-- Opening Marker --
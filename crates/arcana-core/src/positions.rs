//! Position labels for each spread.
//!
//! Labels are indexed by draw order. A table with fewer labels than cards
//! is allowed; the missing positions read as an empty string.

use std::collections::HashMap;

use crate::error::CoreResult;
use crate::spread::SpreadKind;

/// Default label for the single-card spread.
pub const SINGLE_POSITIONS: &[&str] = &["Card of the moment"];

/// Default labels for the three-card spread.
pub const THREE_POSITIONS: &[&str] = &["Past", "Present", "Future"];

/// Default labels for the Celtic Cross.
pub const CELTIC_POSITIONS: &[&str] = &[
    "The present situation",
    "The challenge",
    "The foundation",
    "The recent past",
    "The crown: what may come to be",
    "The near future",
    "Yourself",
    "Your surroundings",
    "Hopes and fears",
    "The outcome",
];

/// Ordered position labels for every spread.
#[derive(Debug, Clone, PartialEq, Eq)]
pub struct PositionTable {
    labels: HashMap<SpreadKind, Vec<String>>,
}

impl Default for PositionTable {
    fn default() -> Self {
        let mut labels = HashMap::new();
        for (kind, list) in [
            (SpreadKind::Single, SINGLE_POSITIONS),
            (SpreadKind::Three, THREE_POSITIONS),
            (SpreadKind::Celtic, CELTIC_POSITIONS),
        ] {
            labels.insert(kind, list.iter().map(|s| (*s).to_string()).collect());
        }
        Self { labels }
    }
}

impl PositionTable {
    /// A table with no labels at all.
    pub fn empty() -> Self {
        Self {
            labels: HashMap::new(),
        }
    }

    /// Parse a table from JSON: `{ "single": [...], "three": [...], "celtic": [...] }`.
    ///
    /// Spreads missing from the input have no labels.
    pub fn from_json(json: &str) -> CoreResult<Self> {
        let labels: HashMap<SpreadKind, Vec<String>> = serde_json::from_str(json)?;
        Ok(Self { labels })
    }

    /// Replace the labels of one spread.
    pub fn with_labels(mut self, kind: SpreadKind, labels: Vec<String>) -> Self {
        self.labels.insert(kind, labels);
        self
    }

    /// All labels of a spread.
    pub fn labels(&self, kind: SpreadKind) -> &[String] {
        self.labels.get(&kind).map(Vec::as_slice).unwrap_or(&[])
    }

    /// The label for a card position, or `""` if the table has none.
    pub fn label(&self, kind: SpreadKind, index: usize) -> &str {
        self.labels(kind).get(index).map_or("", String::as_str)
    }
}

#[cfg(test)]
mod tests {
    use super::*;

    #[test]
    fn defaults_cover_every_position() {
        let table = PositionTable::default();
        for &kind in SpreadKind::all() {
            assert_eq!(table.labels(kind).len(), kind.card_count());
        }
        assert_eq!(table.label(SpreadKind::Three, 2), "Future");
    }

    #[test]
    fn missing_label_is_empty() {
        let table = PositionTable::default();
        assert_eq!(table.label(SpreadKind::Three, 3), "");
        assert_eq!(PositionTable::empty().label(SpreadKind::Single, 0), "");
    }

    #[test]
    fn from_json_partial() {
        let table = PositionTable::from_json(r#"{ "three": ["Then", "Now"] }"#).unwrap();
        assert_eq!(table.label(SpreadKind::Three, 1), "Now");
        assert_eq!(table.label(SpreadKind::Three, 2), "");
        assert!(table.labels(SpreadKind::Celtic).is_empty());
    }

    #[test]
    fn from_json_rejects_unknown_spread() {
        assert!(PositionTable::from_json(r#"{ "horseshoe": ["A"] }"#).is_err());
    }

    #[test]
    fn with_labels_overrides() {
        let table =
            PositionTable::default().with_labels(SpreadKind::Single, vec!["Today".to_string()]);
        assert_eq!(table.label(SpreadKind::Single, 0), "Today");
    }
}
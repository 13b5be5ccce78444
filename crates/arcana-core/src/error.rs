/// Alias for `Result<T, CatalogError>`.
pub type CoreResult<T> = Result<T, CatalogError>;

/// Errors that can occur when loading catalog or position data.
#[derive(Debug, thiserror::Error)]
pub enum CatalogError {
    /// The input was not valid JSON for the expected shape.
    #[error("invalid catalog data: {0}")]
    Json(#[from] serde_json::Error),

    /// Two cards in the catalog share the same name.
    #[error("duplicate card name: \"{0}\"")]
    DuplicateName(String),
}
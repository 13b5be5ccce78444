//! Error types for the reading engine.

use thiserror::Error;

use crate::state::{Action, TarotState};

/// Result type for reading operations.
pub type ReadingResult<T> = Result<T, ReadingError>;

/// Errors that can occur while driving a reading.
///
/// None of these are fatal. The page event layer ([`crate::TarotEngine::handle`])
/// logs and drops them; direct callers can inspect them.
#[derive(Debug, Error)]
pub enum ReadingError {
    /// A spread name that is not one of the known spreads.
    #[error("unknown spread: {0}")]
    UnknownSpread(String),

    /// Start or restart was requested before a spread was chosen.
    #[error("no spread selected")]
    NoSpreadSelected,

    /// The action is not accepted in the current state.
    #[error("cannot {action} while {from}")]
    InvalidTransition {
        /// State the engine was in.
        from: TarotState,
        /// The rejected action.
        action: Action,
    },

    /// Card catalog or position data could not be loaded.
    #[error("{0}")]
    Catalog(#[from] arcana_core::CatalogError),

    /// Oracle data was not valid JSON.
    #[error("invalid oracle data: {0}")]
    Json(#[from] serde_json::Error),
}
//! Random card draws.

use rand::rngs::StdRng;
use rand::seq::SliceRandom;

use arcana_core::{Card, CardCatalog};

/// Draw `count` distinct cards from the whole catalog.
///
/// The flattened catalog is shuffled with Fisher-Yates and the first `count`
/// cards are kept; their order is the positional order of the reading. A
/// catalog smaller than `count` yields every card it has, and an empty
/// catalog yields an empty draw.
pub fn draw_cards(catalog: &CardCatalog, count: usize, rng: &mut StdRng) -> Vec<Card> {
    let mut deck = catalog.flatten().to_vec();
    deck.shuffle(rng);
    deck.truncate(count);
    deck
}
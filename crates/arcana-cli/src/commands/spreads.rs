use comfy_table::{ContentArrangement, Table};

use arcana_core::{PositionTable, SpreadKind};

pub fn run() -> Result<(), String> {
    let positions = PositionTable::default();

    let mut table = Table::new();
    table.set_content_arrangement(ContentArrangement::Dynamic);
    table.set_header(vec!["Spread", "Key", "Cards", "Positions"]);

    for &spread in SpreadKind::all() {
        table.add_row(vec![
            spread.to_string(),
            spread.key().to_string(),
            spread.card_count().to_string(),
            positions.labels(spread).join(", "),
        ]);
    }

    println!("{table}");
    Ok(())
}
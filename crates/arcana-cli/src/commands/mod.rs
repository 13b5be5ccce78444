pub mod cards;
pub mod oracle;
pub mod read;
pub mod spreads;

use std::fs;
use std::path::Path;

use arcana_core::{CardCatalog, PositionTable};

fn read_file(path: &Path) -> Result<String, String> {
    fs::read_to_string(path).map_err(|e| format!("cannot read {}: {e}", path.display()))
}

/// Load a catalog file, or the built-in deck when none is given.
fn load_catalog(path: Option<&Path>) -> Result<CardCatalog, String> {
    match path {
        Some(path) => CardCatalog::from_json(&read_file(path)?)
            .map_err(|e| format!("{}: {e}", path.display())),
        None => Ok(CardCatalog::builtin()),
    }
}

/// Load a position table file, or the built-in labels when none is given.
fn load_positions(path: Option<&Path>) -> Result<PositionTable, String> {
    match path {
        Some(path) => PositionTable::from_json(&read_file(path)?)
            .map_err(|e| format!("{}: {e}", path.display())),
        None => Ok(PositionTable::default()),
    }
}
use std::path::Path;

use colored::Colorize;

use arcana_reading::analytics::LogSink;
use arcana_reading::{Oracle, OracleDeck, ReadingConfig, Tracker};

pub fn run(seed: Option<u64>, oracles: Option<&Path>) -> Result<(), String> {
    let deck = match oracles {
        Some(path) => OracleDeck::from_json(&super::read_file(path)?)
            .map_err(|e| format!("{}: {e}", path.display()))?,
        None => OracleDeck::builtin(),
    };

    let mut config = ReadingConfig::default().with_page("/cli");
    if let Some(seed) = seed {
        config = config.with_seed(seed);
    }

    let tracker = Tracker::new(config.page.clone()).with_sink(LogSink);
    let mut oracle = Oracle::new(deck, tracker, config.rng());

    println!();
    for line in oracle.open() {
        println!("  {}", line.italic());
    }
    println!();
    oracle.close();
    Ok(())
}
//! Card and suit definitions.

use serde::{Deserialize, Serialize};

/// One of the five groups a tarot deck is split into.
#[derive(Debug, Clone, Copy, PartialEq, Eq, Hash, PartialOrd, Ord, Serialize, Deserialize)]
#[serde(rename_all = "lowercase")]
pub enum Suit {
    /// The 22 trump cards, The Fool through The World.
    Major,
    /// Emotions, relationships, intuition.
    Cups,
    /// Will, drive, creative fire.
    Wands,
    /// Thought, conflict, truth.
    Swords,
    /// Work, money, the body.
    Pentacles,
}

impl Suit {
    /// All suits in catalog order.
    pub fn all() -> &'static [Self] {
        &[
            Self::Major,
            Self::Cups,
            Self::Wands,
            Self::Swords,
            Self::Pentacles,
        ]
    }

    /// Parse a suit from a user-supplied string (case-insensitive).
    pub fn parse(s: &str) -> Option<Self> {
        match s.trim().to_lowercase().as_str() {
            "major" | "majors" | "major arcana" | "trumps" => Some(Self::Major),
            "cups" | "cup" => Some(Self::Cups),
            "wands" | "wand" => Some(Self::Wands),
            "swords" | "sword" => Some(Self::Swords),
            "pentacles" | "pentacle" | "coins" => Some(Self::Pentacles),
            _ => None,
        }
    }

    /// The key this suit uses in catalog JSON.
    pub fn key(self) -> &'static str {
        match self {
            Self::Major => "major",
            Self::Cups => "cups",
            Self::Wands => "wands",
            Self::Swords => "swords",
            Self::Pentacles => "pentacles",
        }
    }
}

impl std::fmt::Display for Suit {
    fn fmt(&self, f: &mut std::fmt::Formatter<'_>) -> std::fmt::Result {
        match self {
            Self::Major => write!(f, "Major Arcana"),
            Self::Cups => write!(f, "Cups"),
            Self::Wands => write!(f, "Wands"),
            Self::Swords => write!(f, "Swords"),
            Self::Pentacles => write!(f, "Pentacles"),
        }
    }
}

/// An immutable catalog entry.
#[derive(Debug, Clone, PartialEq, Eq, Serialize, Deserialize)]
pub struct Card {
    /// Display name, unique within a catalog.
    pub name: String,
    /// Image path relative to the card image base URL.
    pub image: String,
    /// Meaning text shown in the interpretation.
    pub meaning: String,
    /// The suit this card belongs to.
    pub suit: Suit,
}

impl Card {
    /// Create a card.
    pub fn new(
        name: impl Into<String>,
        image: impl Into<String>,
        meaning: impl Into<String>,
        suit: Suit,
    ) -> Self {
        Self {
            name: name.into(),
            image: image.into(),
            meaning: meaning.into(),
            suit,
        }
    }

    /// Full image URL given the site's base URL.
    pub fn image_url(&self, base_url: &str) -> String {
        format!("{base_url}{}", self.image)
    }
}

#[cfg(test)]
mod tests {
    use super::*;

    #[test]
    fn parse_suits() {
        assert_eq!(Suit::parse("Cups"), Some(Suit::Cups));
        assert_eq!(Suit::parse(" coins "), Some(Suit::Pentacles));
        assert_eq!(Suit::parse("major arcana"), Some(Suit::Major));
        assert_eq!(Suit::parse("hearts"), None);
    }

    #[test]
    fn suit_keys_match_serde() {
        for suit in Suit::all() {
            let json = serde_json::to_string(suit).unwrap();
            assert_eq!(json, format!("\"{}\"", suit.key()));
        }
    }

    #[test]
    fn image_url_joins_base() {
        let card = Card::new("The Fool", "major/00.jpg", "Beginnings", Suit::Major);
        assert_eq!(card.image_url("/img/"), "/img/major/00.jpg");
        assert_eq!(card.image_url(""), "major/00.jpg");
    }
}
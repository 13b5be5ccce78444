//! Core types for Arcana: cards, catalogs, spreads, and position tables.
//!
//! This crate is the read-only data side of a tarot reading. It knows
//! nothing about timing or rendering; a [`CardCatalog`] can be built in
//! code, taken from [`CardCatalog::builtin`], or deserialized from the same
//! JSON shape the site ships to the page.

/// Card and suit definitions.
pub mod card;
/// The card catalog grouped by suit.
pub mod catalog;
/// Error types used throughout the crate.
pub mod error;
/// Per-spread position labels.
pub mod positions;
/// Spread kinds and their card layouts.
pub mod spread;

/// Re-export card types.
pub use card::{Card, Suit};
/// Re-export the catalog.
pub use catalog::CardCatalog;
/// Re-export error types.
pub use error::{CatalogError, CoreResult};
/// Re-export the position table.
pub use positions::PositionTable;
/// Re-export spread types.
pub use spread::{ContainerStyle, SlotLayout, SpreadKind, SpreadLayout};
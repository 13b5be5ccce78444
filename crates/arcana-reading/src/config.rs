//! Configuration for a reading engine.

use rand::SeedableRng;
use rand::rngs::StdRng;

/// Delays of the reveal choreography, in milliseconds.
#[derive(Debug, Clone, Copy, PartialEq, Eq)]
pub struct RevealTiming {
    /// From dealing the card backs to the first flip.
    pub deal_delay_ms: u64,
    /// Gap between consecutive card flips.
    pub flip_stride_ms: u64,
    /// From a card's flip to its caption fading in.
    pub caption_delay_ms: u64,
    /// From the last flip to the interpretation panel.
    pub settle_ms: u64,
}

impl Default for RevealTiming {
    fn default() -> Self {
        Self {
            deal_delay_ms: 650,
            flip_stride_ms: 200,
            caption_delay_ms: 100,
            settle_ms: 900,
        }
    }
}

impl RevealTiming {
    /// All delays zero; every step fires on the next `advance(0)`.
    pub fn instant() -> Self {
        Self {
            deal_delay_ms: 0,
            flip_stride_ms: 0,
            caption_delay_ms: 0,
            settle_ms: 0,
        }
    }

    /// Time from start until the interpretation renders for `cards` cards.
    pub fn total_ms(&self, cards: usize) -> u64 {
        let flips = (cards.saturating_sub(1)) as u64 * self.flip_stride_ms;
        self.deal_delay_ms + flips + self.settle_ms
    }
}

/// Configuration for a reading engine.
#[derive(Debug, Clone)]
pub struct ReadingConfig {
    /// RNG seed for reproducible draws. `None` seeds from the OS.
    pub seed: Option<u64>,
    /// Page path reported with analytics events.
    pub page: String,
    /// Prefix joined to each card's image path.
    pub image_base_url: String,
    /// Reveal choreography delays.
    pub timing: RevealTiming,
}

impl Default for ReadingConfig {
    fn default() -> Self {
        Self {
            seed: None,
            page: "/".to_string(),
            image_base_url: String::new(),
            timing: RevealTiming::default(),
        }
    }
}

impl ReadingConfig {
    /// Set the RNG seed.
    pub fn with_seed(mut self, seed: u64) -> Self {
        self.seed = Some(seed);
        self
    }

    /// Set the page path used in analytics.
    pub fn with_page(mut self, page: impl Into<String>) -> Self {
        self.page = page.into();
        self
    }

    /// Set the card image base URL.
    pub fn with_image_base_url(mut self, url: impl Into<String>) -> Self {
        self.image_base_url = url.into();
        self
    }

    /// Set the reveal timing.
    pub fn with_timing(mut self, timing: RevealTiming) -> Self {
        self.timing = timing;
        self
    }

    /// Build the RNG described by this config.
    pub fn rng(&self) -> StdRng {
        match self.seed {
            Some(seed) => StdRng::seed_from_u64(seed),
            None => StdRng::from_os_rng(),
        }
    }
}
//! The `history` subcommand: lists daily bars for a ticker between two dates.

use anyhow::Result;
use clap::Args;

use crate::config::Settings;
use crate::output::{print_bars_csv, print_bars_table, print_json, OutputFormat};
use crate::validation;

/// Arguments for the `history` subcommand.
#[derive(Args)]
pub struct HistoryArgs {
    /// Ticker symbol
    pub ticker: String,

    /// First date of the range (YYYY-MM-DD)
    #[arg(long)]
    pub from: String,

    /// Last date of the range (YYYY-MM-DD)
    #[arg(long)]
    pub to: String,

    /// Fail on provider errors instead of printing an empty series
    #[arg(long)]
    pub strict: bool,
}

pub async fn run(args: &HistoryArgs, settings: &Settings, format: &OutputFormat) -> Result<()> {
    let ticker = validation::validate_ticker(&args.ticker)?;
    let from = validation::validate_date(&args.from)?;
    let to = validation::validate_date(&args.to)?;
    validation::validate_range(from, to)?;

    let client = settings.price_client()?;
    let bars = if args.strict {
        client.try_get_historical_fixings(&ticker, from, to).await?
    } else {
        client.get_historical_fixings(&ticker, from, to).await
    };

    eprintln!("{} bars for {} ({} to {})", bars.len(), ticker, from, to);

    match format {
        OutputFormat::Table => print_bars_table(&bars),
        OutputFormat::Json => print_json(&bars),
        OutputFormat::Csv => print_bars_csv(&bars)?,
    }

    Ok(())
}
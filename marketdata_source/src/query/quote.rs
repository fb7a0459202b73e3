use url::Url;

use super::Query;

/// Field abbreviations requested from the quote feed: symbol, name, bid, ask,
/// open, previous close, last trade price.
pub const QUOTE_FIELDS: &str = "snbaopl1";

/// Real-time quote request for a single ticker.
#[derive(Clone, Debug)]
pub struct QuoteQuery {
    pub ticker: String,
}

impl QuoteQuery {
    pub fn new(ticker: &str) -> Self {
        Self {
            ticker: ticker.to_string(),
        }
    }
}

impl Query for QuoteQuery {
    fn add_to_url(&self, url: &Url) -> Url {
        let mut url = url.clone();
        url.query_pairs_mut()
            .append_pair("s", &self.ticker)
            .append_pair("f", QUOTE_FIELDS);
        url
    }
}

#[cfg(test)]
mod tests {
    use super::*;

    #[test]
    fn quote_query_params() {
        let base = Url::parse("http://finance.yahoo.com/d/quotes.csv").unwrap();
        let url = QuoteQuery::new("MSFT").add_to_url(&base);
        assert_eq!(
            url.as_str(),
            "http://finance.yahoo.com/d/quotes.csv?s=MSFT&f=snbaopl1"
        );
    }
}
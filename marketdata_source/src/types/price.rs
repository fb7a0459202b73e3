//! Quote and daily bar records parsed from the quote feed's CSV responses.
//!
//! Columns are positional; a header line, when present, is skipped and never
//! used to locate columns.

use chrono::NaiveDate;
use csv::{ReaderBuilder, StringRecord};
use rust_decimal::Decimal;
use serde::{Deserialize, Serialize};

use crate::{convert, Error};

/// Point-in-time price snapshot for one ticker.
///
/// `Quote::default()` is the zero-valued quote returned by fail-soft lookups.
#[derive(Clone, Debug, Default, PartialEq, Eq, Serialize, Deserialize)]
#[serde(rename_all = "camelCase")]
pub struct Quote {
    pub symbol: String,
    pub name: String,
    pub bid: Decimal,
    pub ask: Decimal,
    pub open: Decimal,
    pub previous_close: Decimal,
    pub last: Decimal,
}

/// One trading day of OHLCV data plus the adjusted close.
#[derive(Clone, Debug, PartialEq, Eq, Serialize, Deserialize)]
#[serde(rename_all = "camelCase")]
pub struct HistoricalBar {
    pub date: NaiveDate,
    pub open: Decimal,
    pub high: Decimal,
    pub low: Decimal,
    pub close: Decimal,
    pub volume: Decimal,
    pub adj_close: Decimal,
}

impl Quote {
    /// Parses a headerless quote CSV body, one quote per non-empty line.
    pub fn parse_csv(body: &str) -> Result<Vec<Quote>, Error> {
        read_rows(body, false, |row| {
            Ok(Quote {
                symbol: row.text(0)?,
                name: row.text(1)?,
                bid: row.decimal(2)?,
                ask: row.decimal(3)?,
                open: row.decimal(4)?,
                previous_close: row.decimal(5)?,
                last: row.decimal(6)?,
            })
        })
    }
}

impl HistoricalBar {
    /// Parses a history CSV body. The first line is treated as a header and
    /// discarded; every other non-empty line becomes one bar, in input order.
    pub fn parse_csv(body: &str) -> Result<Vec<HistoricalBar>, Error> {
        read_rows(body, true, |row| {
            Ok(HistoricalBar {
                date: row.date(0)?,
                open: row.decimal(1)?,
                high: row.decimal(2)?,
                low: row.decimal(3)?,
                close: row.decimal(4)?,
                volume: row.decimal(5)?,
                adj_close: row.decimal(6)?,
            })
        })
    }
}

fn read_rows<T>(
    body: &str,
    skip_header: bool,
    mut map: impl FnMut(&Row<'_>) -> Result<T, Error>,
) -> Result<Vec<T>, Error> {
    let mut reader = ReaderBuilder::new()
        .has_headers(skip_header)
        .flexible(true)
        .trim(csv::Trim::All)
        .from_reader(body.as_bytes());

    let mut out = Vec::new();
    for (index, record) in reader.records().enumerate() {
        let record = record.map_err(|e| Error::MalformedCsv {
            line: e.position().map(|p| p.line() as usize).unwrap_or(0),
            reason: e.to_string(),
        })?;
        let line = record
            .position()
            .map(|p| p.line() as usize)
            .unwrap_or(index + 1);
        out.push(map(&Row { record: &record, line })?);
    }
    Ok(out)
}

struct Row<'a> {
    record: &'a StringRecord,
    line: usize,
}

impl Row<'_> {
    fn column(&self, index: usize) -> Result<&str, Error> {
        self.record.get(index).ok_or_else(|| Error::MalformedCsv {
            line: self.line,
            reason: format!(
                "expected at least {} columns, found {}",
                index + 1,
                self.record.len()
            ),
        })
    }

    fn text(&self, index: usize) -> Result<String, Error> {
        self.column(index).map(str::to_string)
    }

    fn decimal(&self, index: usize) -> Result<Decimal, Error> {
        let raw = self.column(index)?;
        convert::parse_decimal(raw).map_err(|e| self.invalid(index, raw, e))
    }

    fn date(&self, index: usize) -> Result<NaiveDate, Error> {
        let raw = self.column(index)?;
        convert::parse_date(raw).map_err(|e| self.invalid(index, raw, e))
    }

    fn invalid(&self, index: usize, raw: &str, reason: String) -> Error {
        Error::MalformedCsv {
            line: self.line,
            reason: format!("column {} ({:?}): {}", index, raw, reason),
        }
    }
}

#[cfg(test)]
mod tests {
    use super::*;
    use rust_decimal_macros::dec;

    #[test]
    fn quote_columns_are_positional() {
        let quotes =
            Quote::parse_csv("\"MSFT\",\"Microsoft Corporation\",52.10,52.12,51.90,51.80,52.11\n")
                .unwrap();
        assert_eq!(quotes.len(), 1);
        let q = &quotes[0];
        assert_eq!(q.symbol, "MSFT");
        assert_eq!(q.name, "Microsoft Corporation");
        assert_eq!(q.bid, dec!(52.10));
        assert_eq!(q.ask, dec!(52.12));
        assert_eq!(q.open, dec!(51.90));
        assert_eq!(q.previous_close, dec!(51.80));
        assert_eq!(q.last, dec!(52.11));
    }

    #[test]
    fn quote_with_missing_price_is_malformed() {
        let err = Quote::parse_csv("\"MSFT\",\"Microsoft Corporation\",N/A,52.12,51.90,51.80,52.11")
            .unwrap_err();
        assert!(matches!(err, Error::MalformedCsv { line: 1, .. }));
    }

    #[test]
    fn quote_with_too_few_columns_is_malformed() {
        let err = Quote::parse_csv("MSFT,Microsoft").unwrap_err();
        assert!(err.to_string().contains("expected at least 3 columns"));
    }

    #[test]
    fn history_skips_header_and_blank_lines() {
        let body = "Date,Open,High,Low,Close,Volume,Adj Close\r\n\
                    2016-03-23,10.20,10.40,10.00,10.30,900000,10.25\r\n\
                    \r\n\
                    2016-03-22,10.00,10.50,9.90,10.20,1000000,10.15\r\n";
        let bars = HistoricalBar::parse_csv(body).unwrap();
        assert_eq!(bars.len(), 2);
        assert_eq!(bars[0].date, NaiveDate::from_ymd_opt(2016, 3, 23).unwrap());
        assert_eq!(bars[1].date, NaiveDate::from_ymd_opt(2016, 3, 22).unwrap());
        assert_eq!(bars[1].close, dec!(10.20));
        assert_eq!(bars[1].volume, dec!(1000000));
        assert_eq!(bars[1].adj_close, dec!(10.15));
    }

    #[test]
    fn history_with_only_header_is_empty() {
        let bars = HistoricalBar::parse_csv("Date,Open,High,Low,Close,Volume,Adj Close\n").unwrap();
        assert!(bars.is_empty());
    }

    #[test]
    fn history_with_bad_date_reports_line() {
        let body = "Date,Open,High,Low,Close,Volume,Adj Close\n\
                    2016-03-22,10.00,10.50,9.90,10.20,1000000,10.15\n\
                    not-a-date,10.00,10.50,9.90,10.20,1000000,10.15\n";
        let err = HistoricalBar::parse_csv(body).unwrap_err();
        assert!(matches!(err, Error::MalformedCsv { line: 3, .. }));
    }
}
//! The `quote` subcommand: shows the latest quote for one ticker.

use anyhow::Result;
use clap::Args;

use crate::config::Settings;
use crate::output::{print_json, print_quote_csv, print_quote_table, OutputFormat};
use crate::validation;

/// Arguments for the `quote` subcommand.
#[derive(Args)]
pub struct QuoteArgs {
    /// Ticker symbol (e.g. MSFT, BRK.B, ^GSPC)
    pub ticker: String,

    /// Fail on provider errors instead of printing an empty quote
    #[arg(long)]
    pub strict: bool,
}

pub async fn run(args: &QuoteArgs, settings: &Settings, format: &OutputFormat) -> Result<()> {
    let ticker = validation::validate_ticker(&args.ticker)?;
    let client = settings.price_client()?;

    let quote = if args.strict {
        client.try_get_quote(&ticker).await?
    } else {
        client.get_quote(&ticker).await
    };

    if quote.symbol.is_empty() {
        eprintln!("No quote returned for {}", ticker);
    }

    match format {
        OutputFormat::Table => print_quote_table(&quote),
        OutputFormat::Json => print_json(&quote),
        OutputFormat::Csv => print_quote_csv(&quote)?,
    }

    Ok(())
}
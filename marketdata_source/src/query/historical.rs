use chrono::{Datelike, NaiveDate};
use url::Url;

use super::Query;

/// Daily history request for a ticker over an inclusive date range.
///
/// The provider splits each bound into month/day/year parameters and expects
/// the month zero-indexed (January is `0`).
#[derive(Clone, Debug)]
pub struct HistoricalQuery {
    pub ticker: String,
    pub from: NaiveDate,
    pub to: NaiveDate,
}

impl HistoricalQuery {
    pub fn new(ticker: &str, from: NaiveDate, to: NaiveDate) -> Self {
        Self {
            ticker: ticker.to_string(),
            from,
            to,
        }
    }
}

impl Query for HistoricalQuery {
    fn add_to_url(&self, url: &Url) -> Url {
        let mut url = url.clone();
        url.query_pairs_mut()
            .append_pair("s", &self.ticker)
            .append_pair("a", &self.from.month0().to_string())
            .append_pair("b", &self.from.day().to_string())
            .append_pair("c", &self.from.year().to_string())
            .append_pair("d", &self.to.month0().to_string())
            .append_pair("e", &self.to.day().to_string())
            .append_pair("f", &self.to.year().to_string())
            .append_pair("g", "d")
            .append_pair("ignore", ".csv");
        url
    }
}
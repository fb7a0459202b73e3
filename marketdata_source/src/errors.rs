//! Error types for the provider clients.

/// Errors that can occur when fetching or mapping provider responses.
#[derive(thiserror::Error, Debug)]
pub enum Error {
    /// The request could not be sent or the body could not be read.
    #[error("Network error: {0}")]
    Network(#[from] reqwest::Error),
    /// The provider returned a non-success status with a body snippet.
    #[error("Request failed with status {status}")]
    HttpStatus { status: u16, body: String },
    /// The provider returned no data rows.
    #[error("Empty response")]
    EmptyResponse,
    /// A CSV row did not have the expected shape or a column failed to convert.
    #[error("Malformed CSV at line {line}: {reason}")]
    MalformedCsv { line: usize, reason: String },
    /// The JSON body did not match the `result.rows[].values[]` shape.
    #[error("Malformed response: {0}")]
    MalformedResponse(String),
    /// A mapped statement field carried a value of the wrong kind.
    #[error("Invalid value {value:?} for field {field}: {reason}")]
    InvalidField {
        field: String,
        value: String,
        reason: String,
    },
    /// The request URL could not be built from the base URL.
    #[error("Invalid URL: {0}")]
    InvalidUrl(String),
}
-- Closing Marker --
The expected result is every line above containing the string "flips".

    /// Gap between consecutive card flips.
        let flips = (cards.saturating_sub(1)) as u64 * self.flip_stride_ms;
        self.deal_delay_ms + flips + self.settle_ms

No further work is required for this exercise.